Weighted Statistical Estimates

These functions compute various weighted versions of standard estimators. In most cases the weights vector is a vector the same length of x, containing frequency counts that in effect expand x by these counts. weights can also be sampling weights, in which setting normwt to TRUE will often be appropriate. This results in making weights sum to the length of the non-missing elements in x. normwt=TRUE thus reflects the fact that the true sample size is the length of the x vector and not the sum of the original values of weights (which would be appropriate had normwt=FALSE). When weights is all ones, the estimates are all identical to unweighted estimates (unless one of the non-default quantile estimation options is specified to wtd.quantile). When missing data have already been deleted for, x, weights, and (in the case of wtd.loess.noiter) y, specifying na.rm=FALSE will save computation time. Omitting the weights argument or specifying NULL or a zero-length vector will result in the usual unweighted estimates.

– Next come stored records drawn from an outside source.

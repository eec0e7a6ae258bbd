//! offside-error - positions, spans and diagnostics
//!
//! Shared by the raw lexer, the indentation transducer and the CLI to report
//! problems with the exact line and column they were found at.
//!
//! # Example
//!
//! ```rust
//! use offside_error::{Diagnostic, DiagnosticRenderer, ErrorCode, SourceCache};
//! use offside_error::span::{Position, Span};
//!
//! let mut cache = SourceCache::new();
//! let file_id = cache.add("example.off", "if x:\n\t y\n");
//!
//! let span = Span::point(Position::new(2, 3, 8), file_id);
//! let diagnostic = Diagnostic::error("mixed tabs and spaces in indentation")
//!     .with_code(ErrorCode::MIXED_INDENT_CHARS)
//!     .with_label(span, "indentation starts with a tab and continues with spaces");
//!
//! let renderer = DiagnosticRenderer::new(&cache).without_colors();
//! assert!(renderer.render(&diagnostic).contains("error[EI001]"));
//! ```

pub mod diagnostic;
pub mod span;

pub use diagnostic::{
    Diagnostic, DiagnosticRenderer, ErrorCode, Label, Level, SourceCache, SourceFile,
};
pub use span::{Position, Span, Spanned};

/// Diagnostics accumulated while processing a source unit
#[derive(Debug, Default, Clone)]
pub struct Diagnostics {
    items: Vec<Diagnostic>,
}

impl Diagnostics {
    pub fn new() -> Self {
        Self::default()
    }

    pub fn push(&mut self, diagnostic: Diagnostic) {
        self.items.push(diagnostic);
    }

    pub fn extend(&mut self, other: Diagnostics) {
        self.items.extend(other.items);
    }

    pub fn has_errors(&self) -> bool {
        self.items.iter().any(|d| d.level == Level::Error)
    }

    pub fn error_count(&self) -> usize {
        self.items.iter().filter(|d| d.level == Level::Error).count()
    }

    pub fn is_empty(&self) -> bool {
        self.items.is_empty()
    }

    pub fn len(&self) -> usize {
        self.items.len()
    }

    pub fn iter(&self) -> impl Iterator<Item = &Diagnostic> {
        self.items.iter()
    }

    /// Renders every diagnostic, separated by blank lines
    pub fn render(&self, renderer: &DiagnosticRenderer<'_>) -> String {
        self.items
            .iter()
            .map(|d| renderer.render(d))
            .collect::<Vec<_>>()
            .join("\n")
    }
}

impl From<Diagnostic> for Diagnostics {
    fn from(diagnostic: Diagnostic) -> Self {
        Self {
            items: vec![diagnostic],
        }
    }
}

impl IntoIterator for Diagnostics {
    type Item = Diagnostic;
    type IntoIter = std::vec::IntoIter<Diagnostic>;

    fn into_iter(self) -> Self::IntoIter {
        self.items.into_iter()
    }
}
//! offside-lexer - tokenizer and off-side rule transducer
//!
//! Two stages, both pulled one token at a time through [`TokenSource`]:
//!
//! - [`RawLexer`] turns source text into tokens, layout included
//!   (whitespace, comments, newlines).
//! - [`IndentLexer`] wraps any [`TokenSource`] and replaces layout with
//!   explicit `Indent`/`Dedent` tokens, so a parser can treat blocks like
//!   bracketed groups.
//!
//! # Example
//!
//! ```rust
//! use offside_lexer::{IndentLexer, RawLexer, TokenKind};
//!
//! let source = "if ready:\n    go()\nstop()\n";
//!
//! let mut lexer = IndentLexer::new(RawLexer::new(source, 0));
//! let kinds: Vec<TokenKind> = lexer
//!     .tokenize()
//!     .unwrap()
//!     .into_iter()
//!     .map(|t| t.kind)
//!     .collect();
//!
//! assert_eq!(kinds[3], TokenKind::Indent);
//! assert!(kinds.contains(&TokenKind::Dedent));
//! ```

pub mod config;
pub mod error;
pub mod indent;
pub mod lexer;
pub mod source;
pub mod token;

pub use config::{
    ConfigError, IndentConfig, IndentStyle, StylePolicy, DEFAULT_TAB_WIDTH, MAX_TAB_WIDTH,
};
pub use error::LexError;
pub use indent::{IndentLexer, IndentStack};
pub use lexer::{tokenize_raw, RawLexer};
pub use source::{TokenBuffer, TokenSource};
pub use token::{Token, TokenKind};

use offside_error::Diagnostics;
use tracing::debug;

/// Lexes a source unit into its block-structured token stream.
///
/// Raw lexing problems are reported but do not stop the stream. An
/// indentation error ends it: the returned tokens stop where the error was
/// found, and the error is reported as the last diagnostic.
pub fn tokenize(source: &str, file_id: u32) -> (Vec<Token>, Diagnostics) {
    tokenize_unit(source, file_id, &IndentConfig::default())
}

/// [`tokenize`] with an explicit configuration
pub fn tokenize_unit(
    source: &str,
    file_id: u32,
    config: &IndentConfig,
) -> (Vec<Token>, Diagnostics) {
    let mut lexer = IndentLexer::with_config(RawLexer::new(source, file_id), config.clone());
    let mut tokens = Vec::new();
    let mut failure = None;

    for item in lexer.by_ref() {
        match item {
            Ok(token) => tokens.push(token),
            Err(err) => failure = Some(err),
        }
    }
    debug!(
        file_id,
        tokens = tokens.len(),
        tab_width = lexer.config().tab_width,
        style = ?lexer.style(),
        failed = failure.is_some(),
        "unit tokenized"
    );

    let mut diagnostics = lexer.upstream_mut().take_diagnostics();
    if let Some(err) = failure {
        diagnostics.push(err.to_diagnostic());
    }
    (tokens, diagnostics)
}

/// Lexes a source unit with an explicit configuration.
///
/// Raw lexing problems end up as `TokenKind::Error` tokens; use
/// [`RawLexer::take_diagnostics`] through [`IndentLexer::upstream_mut`] when
/// they need reporting.
pub fn tokenize_with(
    source: &str,
    file_id: u32,
    config: &IndentConfig,
) -> Result<Vec<Token>, LexError> {
    IndentLexer::with_config(RawLexer::new(source, file_id), config.clone()).tokenize()
}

wtd.mean, wtd.var, and wtd.quantile compute weighted means, variances, and quantiles, respectively. wtd.Ecdf computes a weighted empirical distribution function. wtd.table computes a weighted frequency table (although only one stratification variable is supported at present). wtd.rank computes weighted ranks, using mid–ranks for ties. This can be used to obtain Wilcoxon tests and rank correlation coefficients. wtd.loess.noiter is a weighted version of loess.smooth when no iterations for outlier rejection are desired. This results in especially good smoothing when y is binary. wtd.quantile removes any observations with zero weight at the beginning. Previously, these were changing the quantile estimates.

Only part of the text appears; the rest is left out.